Find the word "struct" in the data. Return every line where it appears.
PROVIDED INFORMATION START
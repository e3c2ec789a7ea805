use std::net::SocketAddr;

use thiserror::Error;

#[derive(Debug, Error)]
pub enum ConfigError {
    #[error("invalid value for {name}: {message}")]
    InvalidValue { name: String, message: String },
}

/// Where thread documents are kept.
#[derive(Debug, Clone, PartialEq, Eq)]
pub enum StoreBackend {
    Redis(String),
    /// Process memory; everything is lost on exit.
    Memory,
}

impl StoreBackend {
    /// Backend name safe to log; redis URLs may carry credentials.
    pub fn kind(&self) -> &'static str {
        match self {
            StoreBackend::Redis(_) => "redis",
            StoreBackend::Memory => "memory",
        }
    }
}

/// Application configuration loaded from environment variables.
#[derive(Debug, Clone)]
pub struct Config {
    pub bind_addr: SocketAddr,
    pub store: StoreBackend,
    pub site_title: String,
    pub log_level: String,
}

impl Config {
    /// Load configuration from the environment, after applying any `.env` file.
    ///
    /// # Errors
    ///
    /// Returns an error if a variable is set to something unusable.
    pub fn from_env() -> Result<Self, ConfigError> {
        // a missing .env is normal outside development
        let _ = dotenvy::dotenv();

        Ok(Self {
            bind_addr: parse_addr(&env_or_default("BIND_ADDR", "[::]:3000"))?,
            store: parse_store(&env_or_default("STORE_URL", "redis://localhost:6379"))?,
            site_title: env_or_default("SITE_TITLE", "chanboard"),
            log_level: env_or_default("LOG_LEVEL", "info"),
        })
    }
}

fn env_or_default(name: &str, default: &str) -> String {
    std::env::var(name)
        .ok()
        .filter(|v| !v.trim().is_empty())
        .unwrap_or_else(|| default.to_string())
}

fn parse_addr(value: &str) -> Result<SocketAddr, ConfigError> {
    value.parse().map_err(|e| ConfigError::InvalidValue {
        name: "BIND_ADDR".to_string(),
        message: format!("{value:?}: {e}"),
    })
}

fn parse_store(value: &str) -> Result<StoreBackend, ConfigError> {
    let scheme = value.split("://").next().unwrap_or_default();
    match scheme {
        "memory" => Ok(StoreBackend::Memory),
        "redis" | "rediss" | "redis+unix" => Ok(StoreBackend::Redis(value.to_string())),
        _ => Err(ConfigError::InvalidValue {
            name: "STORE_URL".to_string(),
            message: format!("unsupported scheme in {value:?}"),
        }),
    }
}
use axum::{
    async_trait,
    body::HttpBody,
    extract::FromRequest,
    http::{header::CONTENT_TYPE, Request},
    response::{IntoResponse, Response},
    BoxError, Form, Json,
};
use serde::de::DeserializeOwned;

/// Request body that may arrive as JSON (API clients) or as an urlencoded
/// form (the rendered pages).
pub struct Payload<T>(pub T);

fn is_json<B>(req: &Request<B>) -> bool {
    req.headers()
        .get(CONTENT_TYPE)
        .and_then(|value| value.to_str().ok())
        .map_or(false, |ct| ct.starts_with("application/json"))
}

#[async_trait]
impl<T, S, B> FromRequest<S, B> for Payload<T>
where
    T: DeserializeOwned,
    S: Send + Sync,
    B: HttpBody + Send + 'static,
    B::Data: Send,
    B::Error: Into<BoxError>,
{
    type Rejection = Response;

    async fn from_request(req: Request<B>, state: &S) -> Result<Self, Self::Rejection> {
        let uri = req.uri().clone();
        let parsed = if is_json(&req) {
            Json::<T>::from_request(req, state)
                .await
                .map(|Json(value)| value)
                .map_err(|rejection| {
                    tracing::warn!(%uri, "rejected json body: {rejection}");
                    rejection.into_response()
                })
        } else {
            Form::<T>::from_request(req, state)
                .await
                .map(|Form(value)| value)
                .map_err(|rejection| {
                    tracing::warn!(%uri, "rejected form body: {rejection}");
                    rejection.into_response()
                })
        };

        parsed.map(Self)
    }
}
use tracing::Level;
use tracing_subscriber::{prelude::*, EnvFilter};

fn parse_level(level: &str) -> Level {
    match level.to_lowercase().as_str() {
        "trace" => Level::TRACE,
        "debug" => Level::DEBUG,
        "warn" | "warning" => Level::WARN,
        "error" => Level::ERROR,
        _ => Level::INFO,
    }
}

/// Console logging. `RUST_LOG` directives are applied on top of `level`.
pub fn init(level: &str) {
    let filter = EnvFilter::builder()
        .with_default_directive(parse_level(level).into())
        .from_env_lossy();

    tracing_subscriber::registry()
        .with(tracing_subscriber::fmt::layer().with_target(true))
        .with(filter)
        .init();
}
PROVIDED INFORMATION END
[OUTPUT OF THE TASK]
pub struct Config {
pub struct Payload<T>(pub T);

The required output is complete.